Friday, 21 March 2025

Book Review - The Leopard by Giuseppe Di Lampedusa

 The Leopard by Giuseppe Di Lampedusa, translated by Archibald Colquhoun

London: Collins and Harvill Press, 1960     (first published in Italian in 1958)

My wife and I recently watched the Netflix series Il Gattopardo with much enjoyment - it's well worth watching. Both of us had read the novel decades ago, and my wife is an ardent fan of the 1963 film starring Burt Lancaster. While the Netflix series is excellent - a real tour de force - we both thought that it didn't match with our memories of the book. So, I hunted out my copy and re-read it for the first time at least two decades.
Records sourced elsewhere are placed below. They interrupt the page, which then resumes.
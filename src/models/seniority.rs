//! Categorical labels shared by job titles and salary observations.

use std::fmt;
use std::str::FromStr;

use serde::{Deserialize, Serialize};
use thiserror::Error;

/// Seniority of a job title.
///
/// Stored as free text on [`JobTitle`](super::JobTitle) so seeding never
/// rejects an unexpected label; use [`SeniorityLevel::from_str`] to interpret
/// the known ones.
#[derive(Debug, Clone, Copy, PartialEq, Eq, Hash, Serialize, Deserialize)]
pub enum SeniorityLevel {
    /// Entry level.
    Entry,
    /// Mid level.
    Mid,
    /// Senior individual contributor.
    Senior,
    /// People manager.
    Manager,
    /// Executive.
    #[serde(rename = "C-Level")]
    CLevel,
}

impl SeniorityLevel {
    /// All seniority levels, from most junior to most senior.
    pub const ALL: [SeniorityLevel; 5] = [
        SeniorityLevel::Entry,
        SeniorityLevel::Mid,
        SeniorityLevel::Senior,
        SeniorityLevel::Manager,
        SeniorityLevel::CLevel,
    ];

    /// Returns the stored label for this level.
    pub fn as_str(&self) -> &'static str {
        match self {
            SeniorityLevel::Entry => "Entry",
            SeniorityLevel::Mid => "Mid",
            SeniorityLevel::Senior => "Senior",
            SeniorityLevel::Manager => "Manager",
            SeniorityLevel::CLevel => "C-Level",
        }
    }
}

impl fmt::Display for SeniorityLevel {
    fn fmt(&self, f: &mut fmt::Formatter<'_>) -> fmt::Result {
        f.write_str(self.as_str())
    }
}

/// Error returned when a label is not a known level.
#[derive(Debug, Clone, PartialEq, Eq, Error)]
#[error("unknown level: {0}")]
pub struct UnknownLevel(pub String);

impl FromStr for SeniorityLevel {
    type Err = UnknownLevel;

    /// Parses a label case-insensitively, ignoring surrounding whitespace.
    fn from_str(s: &str) -> Result<Self, Self::Err> {
        let trimmed = s.trim();
        SeniorityLevel::ALL
            .into_iter()
            .find(|level| level.as_str().eq_ignore_ascii_case(trimmed))
            .ok_or_else(|| UnknownLevel(trimmed.to_string()))
    }
}

/// How trustworthy a salary observation is.
#[derive(Debug, Clone, Copy, PartialEq, Eq, Hash, Serialize, Deserialize)]
pub enum ConfidenceLevel {
    /// Few or unverified data points.
    Low,
    /// Reasonable sample.
    Medium,
    /// Large or verified sample.
    High,
}

impl ConfidenceLevel {
    /// Returns the stored label for this level.
    pub fn as_str(&self) -> &'static str {
        match self {
            ConfidenceLevel::Low => "Low",
            ConfidenceLevel::Medium => "Medium",
            ConfidenceLevel::High => "High",
        }
    }
}

impl fmt::Display for ConfidenceLevel {
    fn fmt(&self, f: &mut fmt::Formatter<'_>) -> fmt::Result {
        f.write_str(self.as_str())
    }
}

impl FromStr for ConfidenceLevel {
    type Err = UnknownLevel;

    fn from_str(s: &str) -> Result<Self, Self::Err> {
        let trimmed = s.trim();
        [
            ConfidenceLevel::Low,
            ConfidenceLevel::Medium,
            ConfidenceLevel::High,
        ]
        .into_iter()
        .find(|level| level.as_str().eq_ignore_ascii_case(trimmed))
        .ok_or_else(|| UnknownLevel(trimmed.to_string()))
    }
}

#[cfg(test)]
mod tests {
    use super::*;

    #[test]
    fn test_parse_seniority_case_insensitive() {
        assert_eq!("senior".parse::<SeniorityLevel>(), Ok(SeniorityLevel::Senior));
        assert_eq!(" C-LEVEL ".parse::<SeniorityLevel>(), Ok(SeniorityLevel::CLevel));
    }

    #[test]
    fn test_parse_unknown_seniority() {
        assert_eq!(
            "Principal".parse::<SeniorityLevel>(),
            Err(UnknownLevel("Principal".to_string()))
        );
    }

    #[test]
    fn test_unknown_level_message() {
        let err = "certain".parse::<ConfidenceLevel>().unwrap_err();
        assert_eq!(err.to_string(), "unknown level: certain");
    }

    #[test]
    fn test_seniority_display_round_trips_labels() {
        for level in SeniorityLevel::ALL {
            assert_eq!(level.to_string().parse::<SeniorityLevel>(), Ok(level));
        }
    }

    #[test]
    fn test_seniority_serializes_c_level_with_hyphen() {
        let json = serde_json::to_string(&SeniorityLevel::CLevel).unwrap();
        assert_eq!(json, "\"C-Level\"");
    }

    #[test]
    fn test_parse_confidence() {
        assert_eq!("high".parse::<ConfidenceLevel>(), Ok(ConfidenceLevel::High));
        assert!("certain".parse::<ConfidenceLevel>().is_err());
    }
}
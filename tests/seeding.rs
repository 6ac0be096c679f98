//! Seeding tests against a file-backed database and CSV sources.

use std::fs;
use std::path::Path;

use tempfile::TempDir;

use salary_benchmarks::seed::{seed_experience_bands_from_csv, seed_job_titles_from_csv, SeedOutcome};
use salary_benchmarks::store::Store;

const EXPERIENCE_BANDS_CSV: &str = "\
experience_band_code,label,min_years,max_years,default_seniority_level,description
JNR,Junior,0,2,Entry,First roles
MID,Mid-level,2,5,Mid,
SNR,Senior,5,10,Senior,Leads projects
LDR,Leadership,10,,Manager,Open ended
,Missing code,1,2,,
";

const JOB_TITLES_CSV: &str = "\
canonical_title,category,seniority_level,aliases
Backend Engineer,Engineering,Senior,Server Developer|API Engineer
Accountant,Finance,Mid,
  ,Finance,Mid,
Backend Engineer,Engineering,Mid,duplicate row
Chief Executive Officer,Management,C-Level,CEO
";

async fn open_store(dir: &TempDir) -> Store {
    let url = format!("sqlite://{}", dir.path().join("salary.sqlite3").display());
    let store = Store::connect(&url).await.unwrap();
    store.init_schema().await.unwrap();
    store
}

fn write(dir: &Path, name: &str, content: &str) -> std::path::PathBuf {
    let path = dir.join(name);
    fs::write(&path, content).unwrap();
    path
}

#[tokio::test]
async fn test_seed_experience_bands_from_file() {
    let dir = TempDir::new().unwrap();
    let store = open_store(&dir).await;
    let path = write(dir.path(), "experience_bands.csv", EXPERIENCE_BANDS_CSV);

    match seed_experience_bands_from_csv(&store, &path).await.unwrap() {
        SeedOutcome::Seeded(report) => {
            assert_eq!(report.inserted, 4);
            assert_eq!(report.skipped_blank_key, 1);
            assert_eq!(report.skipped_existing, 0);
        }
        other => panic!("Expected Seeded, got {:?}", other),
    }

    let bands = store.list_experience_bands().await.unwrap();
    let codes: Vec<&str> = bands.iter().map(|b| b.code.as_str()).collect();
    assert_eq!(codes, vec!["JNR", "MID", "SNR", "LDR"]);

    let leadership = store.get_experience_band("LDR").await.unwrap().unwrap();
    assert_eq!(leadership.min_years, Some(10));
    assert_eq!(leadership.max_years, None);

    let mid = store.get_experience_band("MID").await.unwrap().unwrap();
    assert_eq!(mid.description, None);
}

#[tokio::test]
async fn test_seed_job_titles_skips_duplicates_within_file() {
    let dir = TempDir::new().unwrap();
    let store = open_store(&dir).await;
    let path = write(dir.path(), "job_titles.csv", JOB_TITLES_CSV);

    match seed_job_titles_from_csv(&store, &path).await.unwrap() {
        SeedOutcome::Seeded(report) => {
            assert_eq!(report.inserted, 3);
            assert_eq!(report.skipped_blank_key, 1);
            assert_eq!(report.skipped_existing, 1);
            assert_eq!(report.rows_read(), 5);
        }
        other => panic!("Expected Seeded, got {:?}", other),
    }

    let backend = store
        .find_job_title_by_title("Backend Engineer")
        .await
        .unwrap()
        .unwrap();
    assert_eq!(backend.seniority_level, "Senior");
    assert_eq!(backend.alias_list(), vec!["Server Developer", "API Engineer"]);

    let accountant = store.find_job_title_by_title("Accountant").await.unwrap().unwrap();
    assert_eq!(accountant.aliases, None);
}

#[tokio::test]
async fn test_reseeding_is_idempotent_across_connections() {
    let dir = TempDir::new().unwrap();
    let bands = write(dir.path(), "experience_bands.csv", EXPERIENCE_BANDS_CSV);
    let titles = write(dir.path(), "job_titles.csv", JOB_TITLES_CSV);

    {
        let store = open_store(&dir).await;
        seed_experience_bands_from_csv(&store, &bands).await.unwrap();
        seed_job_titles_from_csv(&store, &titles).await.unwrap();
        store.close().await;
    }

    let store = open_store(&dir).await;
    let second_bands = seed_experience_bands_from_csv(&store, &bands).await.unwrap();
    let second_titles = seed_job_titles_from_csv(&store, &titles).await.unwrap();

    assert_eq!(second_bands.inserted(), 0);
    assert_eq!(second_titles.inserted(), 0);
    assert_eq!(store.count_experience_bands().await.unwrap(), 4);
    assert_eq!(store.count_job_titles().await.unwrap(), 3);
}

#[tokio::test]
async fn test_missing_source_is_reported() {
    let dir = TempDir::new().unwrap();
    let store = open_store(&dir).await;
    let path = dir.path().join("absent.csv");

    let outcome = seed_job_titles_from_csv(&store, &path).await.unwrap();

    assert_eq!(
        outcome,
        SeedOutcome::SourceMissing {
            path: path.display().to_string()
        }
    );
    assert_eq!(store.count_job_titles().await.unwrap(), 0);
}
//! Table definitions.
//!
//! Every statement is `IF NOT EXISTS`, so [`create_all`] can run on each
//! startup.

use sqlx::SqlitePool;
use tracing::debug;

use crate::error::BenchmarkResult;

/// Job titles, unique by `canonical_title`.
pub const CREATE_JOB_TITLES: &str = r#"
    CREATE TABLE IF NOT EXISTS job_titles (
        id INTEGER PRIMARY KEY AUTOINCREMENT,
        canonical_title TEXT NOT NULL UNIQUE,
        category TEXT NOT NULL,
        seniority_level TEXT NOT NULL,
        aliases TEXT
    )
"#;

/// Experience bands, keyed by `code`.
pub const CREATE_EXPERIENCE_BANDS: &str = r#"
    CREATE TABLE IF NOT EXISTS experience_bands (
        code TEXT PRIMARY KEY NOT NULL,
        label TEXT NOT NULL,
        min_years INTEGER,
        max_years INTEGER,
        default_seniority_level TEXT,
        description TEXT
    )
"#;

/// Salary bands. Money columns hold two-decimal text.
pub const CREATE_SALARY_BANDS: &str = r#"
    CREATE TABLE IF NOT EXISTS salary_bands (
        id INTEGER PRIMARY KEY AUTOINCREMENT,
        job_title_id INTEGER NOT NULL REFERENCES job_titles (id),
        experience_band_code TEXT NOT NULL REFERENCES experience_bands (code),
        location TEXT NOT NULL DEFAULT 'Malta',
        industry TEXT,
        company_size_band TEXT,
        currency TEXT NOT NULL DEFAULT 'EUR',
        salary_min TEXT,
        salary_max TEXT,
        salary_avg TEXT,
        sample_size INTEGER,
        source_type TEXT,
        confidence_level TEXT,
        last_updated TEXT NOT NULL DEFAULT (date('now')),
        notes TEXT
    )
"#;

const CREATE_INDEXES: [&str; 2] = [
    "CREATE INDEX IF NOT EXISTS idx_salary_bands_job_title ON salary_bands (job_title_id)",
    "CREATE INDEX IF NOT EXISTS idx_salary_bands_experience_band ON salary_bands (experience_band_code)",
];

/// Creates all tables and indexes that do not exist yet.
pub async fn create_all(pool: &SqlitePool) -> BenchmarkResult<()> {
    for statement in [CREATE_JOB_TITLES, CREATE_EXPERIENCE_BANDS, CREATE_SALARY_BANDS] {
        sqlx::query(statement).execute(pool).await?;
    }
    for statement in CREATE_INDEXES {
        sqlx::query(statement).execute(pool).await?;
    }

    debug!("Schema ready");
    Ok(())
}
//! Salary band form input.
//!
//! A [`SalaryBandForm`] holds the raw text fields submitted by a caller.
//! [`SalaryBandForm::validate`] turns it into a [`NewSalaryBand`] by applying
//! the coercion policy for each field:
//!
//! | Field | Blank | Unparsable |
//! |-------|-------|------------|
//! | `job_title_id` | validation error | validation error |
//! | `experience_band_code` | validation error | n/a |
//! | `location` | `"Malta"` | n/a |
//! | `currency` | `"EUR"` | n/a |
//! | `salary_min`, `salary_max`, `salary_avg` | `None` | `None` |
//! | `sample_size` | `None` | `None` |
//! | other text fields | `None` | n/a |
//!
//! `last_updated` is never read from the form; it is the creation date.

use std::collections::HashMap;

use chrono::NaiveDate;

use crate::error::{BenchmarkError, BenchmarkResult};
use crate::models::{DEFAULT_CURRENCY, DEFAULT_LOCATION, NewSalaryBand};
use crate::parse::{non_blank, optional_text, parse_optional_decimal, parse_optional_int};

/// Reason given when either reference is missing.
pub const MISSING_REFERENCES_MESSAGE: &str = "Job title and experience band are required.";

/// Reason given when `job_title_id` is not a whole number.
pub const INVALID_JOB_TITLE_ID_MESSAGE: &str = "Job title id must be a whole number.";

/// Raw salary band input, one text value per field name.
#[derive(Debug, Clone, Default, PartialEq, Eq)]
pub struct SalaryBandForm {
    fields: HashMap<String, String>,
}

impl SalaryBandForm {
    /// Creates a form from a field map.
    pub fn from_fields(fields: HashMap<String, String>) -> Self {
        Self { fields }
    }

    /// Sets a single field, replacing any previous value.
    pub fn with(mut self, field: impl Into<String>, value: impl Into<String>) -> Self {
        self.fields.insert(field.into(), value.into());
        self
    }

    /// Returns the raw value of a field.
    pub fn get(&self, field: &str) -> Option<&str> {
        self.fields.get(field).map(String::as_str)
    }

    /// Validates the form and applies defaults.
    ///
    /// `today` becomes `last_updated`. The experience band code is kept
    /// exactly as submitted; only its blankness is checked here. Whether the
    /// references exist is left to the storage layer's foreign keys.
    ///
    /// # Errors
    ///
    /// Returns [`BenchmarkError::Validation`] with
    /// [`MISSING_REFERENCES_MESSAGE`] when either reference is blank, or with
    /// [`INVALID_JOB_TITLE_ID_MESSAGE`] when the job title id is not a whole
    /// number.
    ///
    /// # Examples
    ///
    /// ```
    /// use chrono::NaiveDate;
    /// use salary_benchmarks::forms::SalaryBandForm;
    ///
    /// let today = NaiveDate::from_ymd_opt(2026, 3, 1).unwrap();
    /// let band = SalaryBandForm::default()
    ///     .with("job_title_id", "4")
    ///     .with("experience_band_code", "SNR")
    ///     .with("salary_min", "abc")
    ///     .validate(today)
    ///     .unwrap();
    ///
    /// assert_eq!(band.job_title_id, 4);
    /// assert_eq!(band.location, "Malta");
    /// assert_eq!(band.salary_min, None);
    /// ```
    pub fn validate(&self, today: NaiveDate) -> BenchmarkResult<NewSalaryBand> {
        let job_title_id = self.get("job_title_id").and_then(non_blank);
        let experience_band_code = self
            .get("experience_band_code")
            .filter(|code| !code.trim().is_empty());

        let (Some(job_title_id), Some(experience_band_code)) = (job_title_id, experience_band_code)
        else {
            return Err(BenchmarkError::validation(MISSING_REFERENCES_MESSAGE));
        };

        let job_title_id = job_title_id
            .parse::<i64>()
            .map_err(|_| BenchmarkError::validation(INVALID_JOB_TITLE_ID_MESSAGE))?;

        Ok(NewSalaryBand {
            job_title_id,
            experience_band_code: experience_band_code.to_string(),
            location: optional_text(&self.fields, "location")
                .unwrap_or_else(|| DEFAULT_LOCATION.to_string()),
            industry: optional_text(&self.fields, "industry"),
            company_size_band: optional_text(&self.fields, "company_size_band"),
            currency: optional_text(&self.fields, "currency")
                .unwrap_or_else(|| DEFAULT_CURRENCY.to_string()),
            salary_min: parse_optional_decimal(self.get("salary_min")),
            salary_max: parse_optional_decimal(self.get("salary_max")),
            salary_avg: parse_optional_decimal(self.get("salary_avg")),
            sample_size: parse_optional_int(self.get("sample_size")),
            source_type: optional_text(&self.fields, "source_type"),
            confidence_level: optional_text(&self.fields, "confidence_level"),
            last_updated: today,
            notes: optional_text(&self.fields, "notes"),
        })
    }
}

impl From<HashMap<String, String>> for SalaryBandForm {
    fn from(fields: HashMap<String, String>) -> Self {
        Self::from_fields(fields)
    }
}

#[cfg(test)]
mod tests {
    use super::*;
    use rust_decimal::Decimal;

    fn today() -> NaiveDate {
        NaiveDate::from_ymd_opt(2026, 3, 1).unwrap()
    }

    fn valid_form() -> SalaryBandForm {
        SalaryBandForm::default()
            .with("job_title_id", "12")
            .with("experience_band_code", "SNR")
    }

    fn expect_validation(result: BenchmarkResult<NewSalaryBand>, expected: &str) {
        match result {
            Err(BenchmarkError::Validation { message }) => assert_eq!(message, expected),
            other => panic!("Expected Validation error, got {:?}", other),
        }
    }

    #[test]
    fn test_missing_job_title_fails() {
        let form = SalaryBandForm::default().with("experience_band_code", "SNR");
        expect_validation(form.validate(today()), MISSING_REFERENCES_MESSAGE);
    }

    #[test]
    fn test_missing_experience_band_fails() {
        let form = SalaryBandForm::default().with("job_title_id", "12");
        expect_validation(form.validate(today()), MISSING_REFERENCES_MESSAGE);
    }

    #[test]
    fn test_blank_references_fail() {
        let form = SalaryBandForm::default()
            .with("job_title_id", "  ")
            .with("experience_band_code", "");
        expect_validation(form.validate(today()), MISSING_REFERENCES_MESSAGE);
    }

    #[test]
    fn test_non_numeric_job_title_fails() {
        let form = valid_form().with("job_title_id", "backend");
        expect_validation(form.validate(today()), INVALID_JOB_TITLE_ID_MESSAGE);
    }

    #[test]
    fn test_defaults_applied() {
        let band = valid_form()
            .with("location", "")
            .with("currency", "  ")
            .with("industry", "")
            .validate(today())
            .unwrap();

        assert_eq!(band.job_title_id, 12);
        assert_eq!(band.experience_band_code, "SNR");
        assert_eq!(band.location, "Malta");
        assert_eq!(band.currency, "EUR");
        assert_eq!(band.industry, None);
        assert_eq!(band.last_updated, today());
    }

    #[test]
    fn test_supplied_values_kept() {
        let band = valid_form()
            .with("location", "Gozo")
            .with("currency", "USD")
            .with("industry", "Finance")
            .with("company_size_band", "51-200")
            .with("salary_avg", "52500.5")
            .with("sample_size", "30")
            .with("source_type", "Employer-reported")
            .with("confidence_level", "High")
            .with("notes", "Q1 survey")
            .validate(today())
            .unwrap();

        assert_eq!(band.location, "Gozo");
        assert_eq!(band.currency, "USD");
        assert_eq!(band.industry.as_deref(), Some("Finance"));
        assert_eq!(band.company_size_band.as_deref(), Some("51-200"));
        assert_eq!(band.salary_avg, Some(Decimal::new(5_250_050, 2)));
        assert_eq!(band.sample_size, Some(30));
        assert_eq!(band.source_type.as_deref(), Some("Employer-reported"));
        assert_eq!(band.confidence_level.as_deref(), Some("High"));
        assert_eq!(band.notes.as_deref(), Some("Q1 survey"));
    }

    #[test]
    fn test_unparsable_numbers_become_none() {
        let band = valid_form()
            .with("salary_min", "abc")
            .with("salary_max", "60k")
            .with("sample_size", "a dozen")
            .validate(today())
            .unwrap();

        assert_eq!(band.salary_min, None);
        assert_eq!(band.salary_max, None);
        assert_eq!(band.sample_size, None);
    }

    #[test]
    fn test_experience_band_code_kept_verbatim() {
        let band = valid_form()
            .with("experience_band_code", "snr")
            .validate(today())
            .unwrap();
        assert_eq!(band.experience_band_code, "snr");
    }
}
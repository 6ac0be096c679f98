//! Salary benchmark database
//!
//! This crate stores salary benchmarks for job titles at different levels of
//! experience. It provides the storage layer, idempotent seeding from CSV
//! reference files, validated creation of salary bands and a small
//! session-protected JSON API over all of it.

#![warn(missing_docs)]

pub mod api;
pub mod auth;
pub mod config;
pub mod error;
pub mod forms;
pub mod models;
pub mod parse;
pub mod seed;
pub mod store;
What a perfect book this is - characterization, scene-setting, plot are all perfectly intertwined with the most wonderful descriptive writing about the land and people of Sicily (kudos goes to the translator here as well). Lampedusa perfectly captures not only the ennui of the Prince, with his acceptance that he is presiding over the decline of his family and the Sicilian way of life; but also the ignorant thrusting of the "new" Italy, with its plans and promises that will amount to nothing; and how money is merely transferring from one ruling caste to another. He shows us that the opportunists and the traditionalists all lose, while the plight of the poor doesn't change. Reliance on the beneficence of an aristocrat is just as precarious as relying on a government.

The sense of loss, but also of the permanence of Sicily as a place, is palpable throughout the book. As time moves on in the book we see the Prince's real sense of actual power to change things ebb away, as does his will to do anything about it. He is intelligent enough to know that the path taken by his beloved nephew Tancredi is the correct one for the new times, even as he can't bring himself personally to adapt to them - he is an aristocrat through and through, as was the author, which is why I think the passages that deal with how aristocrats lived and thought (eloquently espoused by Father Pirrone to his sleeping friend) ring so true. What was important to the Prince was important because it separated him from the common herd of Sicilians. 

The structure of the book allows the reader to become subsumed into the story - the descriptions of palaces, countryside, balls and dinners perfectly sets the scene of the end of an era, and the beginning of another. It's really one of the most perfect books that was written in the twentieth century, and I strongly suggest that if you haven't, you should! Both the film and the Netflix series are also very good, but neither are particularly faithful to the original.